Samantha, despite her being the man I hate who ghosts me via text, is the only character I relate to right now — wanting to be on her own, living her best life in London — but, there’s zero chance Samantha Jones wouldn’t come home for her best friend’s husband’s funeral. Zero. She was Carrie’s Maid of Honor. She wouldn’t just send flowers. While I understand the writers needed a workaround for Kim Cattrall’s absence from the show — maybe, don’t kill Big — and then we don’t have this problem.

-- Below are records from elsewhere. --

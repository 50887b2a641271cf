//! MyAnimeList v2 API request and response types.
//!
//! Request-side enums are closed whitelists: anything the API accepts is a
//! variant, anything else fails at `FromStr` before a request is built.
//! Response-side types mirror the JSON shape of the service; fields every
//! record carries (`id`, `title`) are required so a malformed 200 fails the
//! decode instead of producing half-empty records.

use chrono::{DateTime, Utc};
use clap::ValueEnum;
use serde::{Deserialize, Serialize};

// ========== Request enums ==========

/// Ranking board selector
#[derive(Debug, Clone, Copy, PartialEq, Eq, Serialize, Deserialize, ValueEnum)]
#[serde(rename_all = "lowercase")]
pub enum RankingKind {
    All,
    Airing,
    Upcoming,
    Tv,
    Ova,
    Movie,
    Special,
    #[value(name = "bypopularity")]
    ByPopularity,
    Favorite,
}

impl RankingKind {
    pub fn as_str(&self) -> &'static str {
        match self {
            RankingKind::All => "all",
            RankingKind::Airing => "airing",
            RankingKind::Upcoming => "upcoming",
            RankingKind::Tv => "tv",
            RankingKind::Ova => "ova",
            RankingKind::Movie => "movie",
            RankingKind::Special => "special",
            RankingKind::ByPopularity => "bypopularity",
            RankingKind::Favorite => "favorite",
        }
    }
}

impl std::fmt::Display for RankingKind {
    fn fmt(&self, f: &mut std::fmt::Formatter<'_>) -> std::fmt::Result {
        write!(f, "{}", self.as_str())
    }
}

impl std::str::FromStr for RankingKind {
    type Err = anyhow::Error;

    fn from_str(s: &str) -> Result<Self, Self::Err> {
        match s {
            "all" => Ok(RankingKind::All),
            "airing" => Ok(RankingKind::Airing),
            "upcoming" => Ok(RankingKind::Upcoming),
            "tv" => Ok(RankingKind::Tv),
            "ova" => Ok(RankingKind::Ova),
            "movie" => Ok(RankingKind::Movie),
            "special" => Ok(RankingKind::Special),
            "bypopularity" => Ok(RankingKind::ByPopularity),
            "favorite" => Ok(RankingKind::Favorite),
            _ => Err(anyhow::anyhow!("Invalid ranking type: {}", s)),
        }
    }
}

/// Airing season
#[derive(Debug, Clone, Copy, PartialEq, Eq, Serialize, Deserialize, ValueEnum)]
#[serde(rename_all = "lowercase")]
pub enum Season {
    Winter,
    Spring,
    Summer,
    Fall,
}

impl Season {
    pub fn as_str(&self) -> &'static str {
        match self {
            Season::Winter => "winter",
            Season::Spring => "spring",
            Season::Summer => "summer",
            Season::Fall => "fall",
        }
    }
}

impl std::fmt::Display for Season {
    fn fmt(&self, f: &mut std::fmt::Formatter<'_>) -> std::fmt::Result {
        write!(f, "{}", self.as_str())
    }
}

impl std::str::FromStr for Season {
    type Err = anyhow::Error;

    fn from_str(s: &str) -> Result<Self, Self::Err> {
        match s {
            "winter" => Ok(Season::Winter),
            "spring" => Ok(Season::Spring),
            "summer" => Ok(Season::Summer),
            "fall" => Ok(Season::Fall),
            _ => Err(anyhow::anyhow!("Invalid season: {}", s)),
        }
    }
}

/// Sort order for seasonal listings
#[derive(Debug, Clone, Copy, PartialEq, Eq, Serialize, Deserialize, ValueEnum)]
pub enum SeasonSort {
    /// Sort by mean score
    #[value(name = "score")]
    Score,
    /// Sort by number of list users
    #[value(name = "popularity")]
    NumListUsers,
}

impl SeasonSort {
    pub fn as_str(&self) -> &'static str {
        match self {
            SeasonSort::Score => "anime_score",
            SeasonSort::NumListUsers => "anime_num_list_users",
        }
    }
}

impl std::fmt::Display for SeasonSort {
    fn fmt(&self, f: &mut std::fmt::Formatter<'_>) -> std::fmt::Result {
        write!(f, "{}", self.as_str())
    }
}

impl std::str::FromStr for SeasonSort {
    type Err = anyhow::Error;

    fn from_str(s: &str) -> Result<Self, Self::Err> {
        match s {
            "anime_score" => Ok(SeasonSort::Score),
            "anime_num_list_users" => Ok(SeasonSort::NumListUsers),
            _ => Err(anyhow::anyhow!("Invalid seasonal sort: {}", s)),
        }
    }
}

/// Watch status on a user's list
#[derive(Debug, Clone, Copy, PartialEq, Eq, Serialize, Deserialize, ValueEnum)]
#[serde(rename_all = "snake_case")]
pub enum WatchStatus {
    Watching,
    Completed,
    OnHold,
    Dropped,
    PlanToWatch,
}

impl WatchStatus {
    pub fn as_str(&self) -> &'static str {
        match self {
            WatchStatus::Watching => "watching",
            WatchStatus::Completed => "completed",
            WatchStatus::OnHold => "on_hold",
            WatchStatus::Dropped => "dropped",
            WatchStatus::PlanToWatch => "plan_to_watch",
        }
    }
}

impl std::fmt::Display for WatchStatus {
    fn fmt(&self, f: &mut std::fmt::Formatter<'_>) -> std::fmt::Result {
        write!(f, "{}", self.as_str())
    }
}

impl std::str::FromStr for WatchStatus {
    type Err = anyhow::Error;

    fn from_str(s: &str) -> Result<Self, Self::Err> {
        match s {
            "watching" => Ok(WatchStatus::Watching),
            "completed" => Ok(WatchStatus::Completed),
            "on_hold" => Ok(WatchStatus::OnHold),
            "dropped" => Ok(WatchStatus::Dropped),
            "plan_to_watch" => Ok(WatchStatus::PlanToWatch),
            _ => Err(anyhow::anyhow!("Invalid watch status: {}", s)),
        }
    }
}

/// Sort order for user anime lists
#[derive(Debug, Clone, Copy, PartialEq, Eq, Serialize, Deserialize, ValueEnum)]
pub enum ListSort {
    #[value(name = "score")]
    ListScore,
    #[value(name = "updated")]
    ListUpdatedAt,
    #[value(name = "title")]
    AnimeTitle,
    #[value(name = "start-date")]
    AnimeStartDate,
    #[value(name = "id")]
    AnimeId,
}

impl ListSort {
    pub fn as_str(&self) -> &'static str {
        match self {
            ListSort::ListScore => "list_score",
            ListSort::ListUpdatedAt => "list_updated_at",
            ListSort::AnimeTitle => "anime_title",
            ListSort::AnimeStartDate => "anime_start_date",
            ListSort::AnimeId => "anime_id",
        }
    }
}

impl std::fmt::Display for ListSort {
    fn fmt(&self, f: &mut std::fmt::Formatter<'_>) -> std::fmt::Result {
        write!(f, "{}", self.as_str())
    }
}

impl std::str::FromStr for ListSort {
    type Err = anyhow::Error;

    fn from_str(s: &str) -> Result<Self, Self::Err> {
        match s {
            "list_score" => Ok(ListSort::ListScore),
            "list_updated_at" => Ok(ListSort::ListUpdatedAt),
            "anime_title" => Ok(ListSort::AnimeTitle),
            "anime_start_date" => Ok(ListSort::AnimeStartDate),
            "anime_id" => Ok(ListSort::AnimeId),
            _ => Err(anyhow::anyhow!("Invalid list sort: {}", s)),
        }
    }
}

// ========== Response records ==========

/// A single catalog entry, as returned inside every endpoint's `node`
#[derive(Debug, Clone, Serialize, Deserialize)]
pub struct AnimeRecord {
    pub id: u32,
    pub title: String,

    #[serde(default)]
    pub main_picture: Option<MainPicture>,

    // Dates come back with varying precision ("2004", "2004-10",
    // "2004-10-05"), so they stay strings
    #[serde(default)]
    pub start_date: Option<String>,
    #[serde(default)]
    pub end_date: Option<String>,

    #[serde(default)]
    pub mean: Option<f64>,
    #[serde(default)]
    pub num_episodes: Option<u32>,
    #[serde(default)]
    pub start_season: Option<StartSeason>,

    #[serde(default)]
    pub status: Option<AiringStatus>,
    #[serde(default)]
    pub broadcast: Option<BroadcastInfo>,
}

/// Cover picture URLs
#[derive(Debug, Clone, Serialize, Deserialize)]
pub struct MainPicture {
    pub medium: String,
    #[serde(default)]
    pub large: Option<String>,
}

/// Premiere season of a show
#[derive(Debug, Clone, Copy, Serialize, Deserialize)]
pub struct StartSeason {
    pub year: u32,
    pub season: Season,
}

/// Airing status of a show
#[derive(Debug, Clone, Copy, PartialEq, Eq, Serialize, Deserialize)]
#[serde(rename_all = "snake_case")]
pub enum AiringStatus {
    FinishedAiring,
    CurrentlyAiring,
    NotYetAired,
}

/// Weekly broadcast slot (JST)
#[derive(Debug, Clone, Serialize, Deserialize)]
pub struct BroadcastInfo {
    pub day_of_the_week: String,
    #[serde(default)]
    pub start_time: Option<String>,
}

/// A ranking entry: the catalog record with its rank folded in
#[derive(Debug, Clone, Serialize, Deserialize)]
pub struct RankedAnime {
    pub rank: u32,
    #[serde(flatten)]
    pub anime: AnimeRecord,
}

/// A user-list entry: the catalog record with the list status folded in
#[derive(Debug, Clone, Serialize, Deserialize)]
pub struct ListedAnime {
    #[serde(flatten)]
    pub anime: AnimeRecord,
    pub score: u8,
    pub status: WatchStatus,
    pub updated_at: DateTime<Utc>,
}

// ========== Wire envelopes ==========

/// List endpoints nest their entries under `data`
#[derive(Debug, Clone, Deserialize)]
pub(crate) struct Page<T> {
    pub data: Vec<T>,
}

#[derive(Debug, Clone, Deserialize)]
pub(crate) struct SearchEntry {
    pub node: AnimeRecord,
}

#[derive(Debug, Clone, Deserialize)]
pub(crate) struct RankingEntry {
    pub node: AnimeRecord,
    pub ranking: RankingInfo,
}

#[derive(Debug, Clone, Deserialize)]
pub(crate) struct RankingInfo {
    pub rank: u32,
}

#[derive(Debug, Clone, Deserialize)]
pub(crate) struct ListEntry {
    pub node: AnimeRecord,
    pub list_status: ListStatus,
}

#[derive(Debug, Clone, Deserialize)]
pub(crate) struct ListStatus {
    pub score: u8,
    pub status: WatchStatus,
    pub updated_at: DateTime<Utc>,
}

/// Error body returned by the service on non-200 responses
#[derive(Debug, Clone, Default, Deserialize)]
pub(crate) struct ApiErrorBody {
    #[serde(default)]
    pub error: Option<String>,
    #[serde(default)]
    pub message: Option<String>,
}

#[cfg(test)]
mod tests {
    use super::*;
    use std::str::FromStr;

    #[test]
    fn test_ranking_kind_round_trip() {
        let kinds = [
            "all",
            "airing",
            "upcoming",
            "tv",
            "ova",
            "movie",
            "special",
            "bypopularity",
            "favorite",
        ];
        for wire in kinds {
            let kind = <RankingKind as FromStr>::from_str(wire).unwrap();
            assert_eq!(kind.as_str(), wire);
        }
        assert!(<RankingKind as FromStr>::from_str("manga").is_err());
        assert!(<RankingKind as FromStr>::from_str("").is_err());
    }

    #[test]
    fn test_season_round_trip() {
        for wire in ["winter", "spring", "summer", "fall"] {
            assert_eq!(<Season as FromStr>::from_str(wire).unwrap().as_str(), wire);
        }
        assert!(<Season as FromStr>::from_str("autumn").is_err());
    }

    #[test]
    fn test_season_sort_round_trip() {
        for wire in ["anime_score", "anime_num_list_users"] {
            assert_eq!(<SeasonSort as FromStr>::from_str(wire).unwrap().as_str(), wire);
        }
        assert!(<SeasonSort as FromStr>::from_str("anime_title").is_err());
    }

    #[test]
    fn test_watch_status_round_trip() {
        let statuses = [
            "watching",
            "completed",
            "on_hold",
            "dropped",
            "plan_to_watch",
        ];
        for wire in statuses {
            assert_eq!(<WatchStatus as FromStr>::from_str(wire).unwrap().as_str(), wire);
        }
        assert!(<WatchStatus as FromStr>::from_str("rewatching").is_err());
    }

    #[test]
    fn test_list_sort_round_trip() {
        let sorts = [
            "list_score",
            "list_updated_at",
            "anime_title",
            "anime_start_date",
            "anime_id",
        ];
        for wire in sorts {
            assert_eq!(<ListSort as FromStr>::from_str(wire).unwrap().as_str(), wire);
        }
        assert!(<ListSort as FromStr>::from_str("score").is_err());
    }

    #[test]
    fn test_anime_record_minimal() {
        let record: AnimeRecord =
            serde_json::from_str(r#"{"id": 1, "title": "Cowboy Bebop"}"#).unwrap();
        assert_eq!(record.id, 1);
        assert_eq!(record.title, "Cowboy Bebop");
        assert!(record.main_picture.is_none());
        assert!(record.start_season.is_none());
    }

    #[test]
    fn test_anime_record_requires_id_and_title() {
        assert!(serde_json::from_str::<AnimeRecord>(r#"{"title": "No Id"}"#).is_err());
        assert!(serde_json::from_str::<AnimeRecord>(r#"{"id": 5}"#).is_err());
    }

    #[test]
    fn test_anime_record_nested_fields() {
        let json = r#"{
            "id": 30230,
            "title": "Diamond no Ace: Second Season",
            "main_picture": {
                "medium": "https://cdn.example/images/anime/9/74398.jpg",
                "large": "https://cdn.example/images/anime/9/74398l.jpg"
            },
            "start_date": "2015-04-06",
            "mean": 8.3,
            "num_episodes": 51,
            "start_season": {"year": 2015, "season": "spring"},
            "status": "finished_airing",
            "broadcast": {"day_of_the_week": "monday", "start_time": "18:00"}
        }"#;
        let record: AnimeRecord = serde_json::from_str(json).unwrap();
        assert_eq!(
            record.main_picture.unwrap().medium,
            "https://cdn.example/images/anime/9/74398.jpg"
        );
        let season = record.start_season.unwrap();
        assert_eq!(season.year, 2015);
        assert_eq!(season.season, Season::Spring);
        assert_eq!(record.status, Some(AiringStatus::FinishedAiring));
        assert_eq!(record.broadcast.unwrap().day_of_the_week, "monday");
    }

    #[test]
    fn test_ranked_anime_serializes_flat() {
        let ranked = RankedAnime {
            rank: 3,
            anime: serde_json::from_str(r#"{"id": 1, "title": "A"}"#).unwrap(),
        };
        let value = serde_json::to_value(&ranked).unwrap();
        assert_eq!(value["rank"], 3);
        assert_eq!(value["id"], 1);
        assert_eq!(value["title"], "A");
    }
}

The writing, and the characters, seem unnatural. The jokes, for the most part, are not funny. (OK, except for the Kindle joke, that was pretty good.) Because I knew Big’s death was coming, I didn’t cry, and instead was just annoyed by it. I still am. The man led Carrie on for years, moved away, married someone else, got divorced, got back with Carrie, continued to be wishy-washy and dick her around for years, finally gets back with her, they get engaged — HE JILTS HER — then they reunite again and are finally happy — and the writers couldn’t just leave Big and Carrie (and Allegra) alone.
I will watch the remainder of the episodes with little to no hope that it will get better, but at this point: I am not looking forward to my 50’s the way I looked forward to my 20s and 30s thanks to the four women above.
What did you think of And Just Like That…? Will you continue to watch?